» WORK TASK
Exactly as they appear, copy the lines from the start of the entries below to the line containing "pub fn message(&self)", both ends included.

» AVAILABLE RECORDS
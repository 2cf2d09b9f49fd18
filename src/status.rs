//! Call-level failure type.
//!
//! A [`Status`] is what a caller sees when a call fails: a [`Code`] and a short
//! message. Stages may attach a diagnostic `detail` (the underlying auth
//! failure, a captured backtrace). The detail is written to logs and never
//! leaves the process.

use std::fmt;

use crate::code::Code;

/// A typed call failure.
#[derive(Clone, Debug, PartialEq, Eq)]
pub struct Status {
    code: Code,
    message: String,
    detail: Option<String>,
}

impl Status {
    pub fn new(code: Code, message: impl Into<String>) -> Self {
        Self { code, message: message.into(), detail: None }
    }

    pub fn invalid_argument(message: impl Into<String>) -> Self {
        Self::new(Code::InvalidArgument, message)
    }

    pub fn unauthenticated(message: impl Into<String>) -> Self {
        Self::new(Code::Unauthenticated, message)
    }

    pub fn internal(message: impl Into<String>) -> Self {
        Self::new(Code::Internal, message)
    }

    pub fn deadline_exceeded(message: impl Into<String>) -> Self {
        Self::new(Code::DeadlineExceeded, message)
    }

    pub fn not_found(message: impl Into<String>) -> Self {
        Self::new(Code::NotFound, message)
    }

    pub fn unimplemented(message: impl Into<String>) -> Self {
        Self::new(Code::Unimplemented, message)
    }

    /// Attaches log-only diagnostic detail. Replaces any previous detail.
    pub fn with_detail(mut self, detail: impl Into<String>) -> Self {
        self.detail = Some(detail.into());
        self
    }

    pub fn code(&self) -> Code { self.code }
    pub fn message(&self) -> &str { &self.message }
    pub fn detail(&self) -> Option<&str> { self.detail.as_deref() }
}

/// Caller-facing rendering: code and message only.
impl fmt::Display for Status {
    fn fmt(&self, f: &mut fmt::Formatter<'_>) -> fmt::Result {
        write!(f, "{}: {}", self.code, self.message)
    }
}

impl std::error::Error for Status {}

» TASK OUTPUT
repository 2cf2d09b9f49fd18
filename src/status.rs
//! Call-level failure type.
//!
//! A [`Status`] is what a caller sees when a call fails: a [`Code`] and a short
//! message. Stages may attach a diagnostic `detail` (the underlying auth
//! failure, a captured backtrace). The detail is written to logs and never
//! leaves the process.

use std::fmt;

use crate::code::Code;

/// A typed call failure.
#[derive(Clone, Debug, PartialEq, Eq)]
pub struct Status {
    code: Code,
    message: String,
    detail: Option<String>,
}

impl Status {
    pub fn new(code: Code, message: impl Into<String>) -> Self {
        Self { code, message: message.into(), detail: None }
    }

    pub fn invalid_argument(message: impl Into<String>) -> Self {
        Self::new(Code::InvalidArgument, message)
    }

    pub fn unauthenticated(message: impl Into<String>) -> Self {
        Self::new(Code::Unauthenticated, message)
    }

    pub fn internal(message: impl Into<String>) -> Self {
        Self::new(Code::Internal, message)
    }

    pub fn deadline_exceeded(message: impl Into<String>) -> Self {
        Self::new(Code::DeadlineExceeded, message)
    }

    pub fn not_found(message: impl Into<String>) -> Self {
        Self::new(Code::NotFound, message)
    }

    pub fn unimplemented(message: impl Into<String>) -> Self {
        Self::new(Code::Unimplemented, message)
    }

    /// Attaches log-only diagnostic detail. Replaces any previous detail.
    pub fn with_detail(mut self, detail: impl Into<String>) -> Self {
        self.detail = Some(detail.into());
        self
    }

    pub fn code(&self) -> Code { self.code }
    pub fn message(&self) -> &str { &self.message }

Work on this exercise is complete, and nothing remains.